The node version installs a command line tool `xls` which can read spreadsheet
files and output the contents in various formats.  The source is available at
`xls.njs` in the bin directory.

Some helper functions in `XLS.utils` generate different views of the sheets:

- `XLS.utils.sheet_to_csv` generates CSV
- `XLS.utils.sheet_to_json` generates an array of objects
- `XLS.utils.get_formulae` generates a list of formulae

## Interface

`XLS` is the exposed variable in the browser and the exported node variable

`XLS.version` is the version of the library (added by the build script).

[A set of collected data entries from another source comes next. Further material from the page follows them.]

//! Deployment configuration.
//!
//! Values come from environment variables; command-line flags override
//! them. Required values are only checked when a command needs them, so
//! `promote list` works without the directive secrets.

use std::path::PathBuf;

use promote_builder::{AuthorizationSettings, BundleConfig, DEFAULT_BUNDLER, DEFAULT_ENTRY};
use promote_sdk::DEFAULT_DIRECTORY_URL;

/// A required setting was not provided.
#[derive(Debug, thiserror::Error)]
#[error("missing required setting `{0}` (set it in the environment or pass the matching flag)")]
pub struct ConfigError(pub &'static str);

/// Deployment settings.
///
/// Not `Debug`: it holds the operator's password.
#[derive(Clone)]
pub struct DeployConfig {
    /// Directory service GraphQL endpoint.
    pub directory_url: String,
    /// Operator identity.
    pub email: Option<String>,
    /// Operator secret.
    pub password: Option<String>,
    /// Backend name to deploy to.
    pub backend: Option<String>,
    /// Schema file.
    pub schema_path: PathBuf,
    /// Public key for the authorization directive.
    pub verification_key: Option<String>,
    /// Client identifier for the authorization directive.
    pub client_id: Option<String>,
    /// Lambda entry point.
    pub lambda_entry: PathBuf,
    /// Bundler program.
    pub bundler: String,
}

impl DeployConfig {
    /// Build the configuration from environment variables.
    ///
    /// | Variable                       | Default                                   |
    /// |--------------------------------|-------------------------------------------|
    /// | `PROMOTE_DIRECTORY_URL`        | `https://cerebro.cloud.dgraph.io/graphql` |
    /// | `PROMOTE_EMAIL`                | required for remote commands              |
    /// | `PROMOTE_PASSWORD`             | required for remote commands              |
    /// | `PROMOTE_BACKEND`              | required for `deploy`                     |
    /// | `PROMOTE_SCHEMA_PATH`          | `schema.graphql`                          |
    /// | `PROMOTE_JWT_VERIFICATION_KEY` | required for schema builds                |
    /// | `PROMOTE_AUTH_CLIENT_ID`       | required for schema builds                |
    /// | `PROMOTE_LAMBDA_ENTRY`         | `src/lambda.ts`                           |
    /// | `PROMOTE_BUNDLER`              | `esbuild`                                 |
    pub fn from_env() -> Self {
        Self::from_lookup(|key| std::env::var(key).ok())
    }

    /// Build the configuration from an arbitrary key lookup.
    ///
    /// Empty values count as unset.
    pub fn from_lookup(lookup: impl Fn(&str) -> Option<String>) -> Self {
        let get = |key: &str| lookup(key).filter(|v| !v.is_empty());

        Self {
            directory_url: get("PROMOTE_DIRECTORY_URL")
                .unwrap_or_else(|| DEFAULT_DIRECTORY_URL.to_string()),
            email: get("PROMOTE_EMAIL"),
            password: get("PROMOTE_PASSWORD"),
            backend: get("PROMOTE_BACKEND"),
            schema_path: get("PROMOTE_SCHEMA_PATH")
                .map_or_else(|| PathBuf::from("schema.graphql"), PathBuf::from),
            verification_key: get("PROMOTE_JWT_VERIFICATION_KEY"),
            client_id: get("PROMOTE_AUTH_CLIENT_ID"),
            lambda_entry: get("PROMOTE_LAMBDA_ENTRY")
                .map_or_else(|| PathBuf::from(DEFAULT_ENTRY), PathBuf::from),
            bundler: get("PROMOTE_BUNDLER").unwrap_or_else(|| DEFAULT_BUNDLER.to_string()),
        }
    }

    /// Operator identity and secret.
    pub fn credentials(&self) -> Result<(&str, &str), ConfigError> {
        let email = self.email.as_deref().ok_or(ConfigError("PROMOTE_EMAIL"))?;
        let password = self
            .password
            .as_deref()
            .ok_or(ConfigError("PROMOTE_PASSWORD"))?;
        Ok((email, password))
    }

    /// Target backend name.
    pub fn backend(&self) -> Result<&str, ConfigError> {
        self.backend.as_deref().ok_or(ConfigError("PROMOTE_BACKEND"))
    }

    /// Secrets for the authorization directive.
    pub fn authorization(&self) -> Result<AuthorizationSettings, ConfigError> {
        let verification_key = self
            .verification_key
            .clone()
            .ok_or(ConfigError("PROMOTE_JWT_VERIFICATION_KEY"))?;
        let client_id = self
            .client_id
            .clone()
            .ok_or(ConfigError("PROMOTE_AUTH_CLIENT_ID"))?;
        Ok(AuthorizationSettings {
            verification_key,
            client_id,
        })
    }

    /// Bundle configuration for the lambda entry point.
    pub fn bundle(&self, production: bool) -> BundleConfig {
        BundleConfig::new(&self.lambda_entry).with_production(production)
    }
}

`XLS.SSF` is an embedded version of the [format library](http://git.io/ssf).

### Parsing functions

`XLS.read(data, read_opts)` attempts to parse `data`.

`XLS.readFile(filename, read_opts)` attempts to read `filename` and parse.

### Utilities

Utilities are available in the `XLS.utils` object:

Exporting:

- `sheet_to_json` converts a workbook object to an array of JSON objects.
- `sheet_to_csv` generates delimiter-separated-values output.
- `sheet_to_formulae` generates a list of the formulae (with value fallbacks).

The `sheet_to_*` functions accept a worksheet and an optional options object.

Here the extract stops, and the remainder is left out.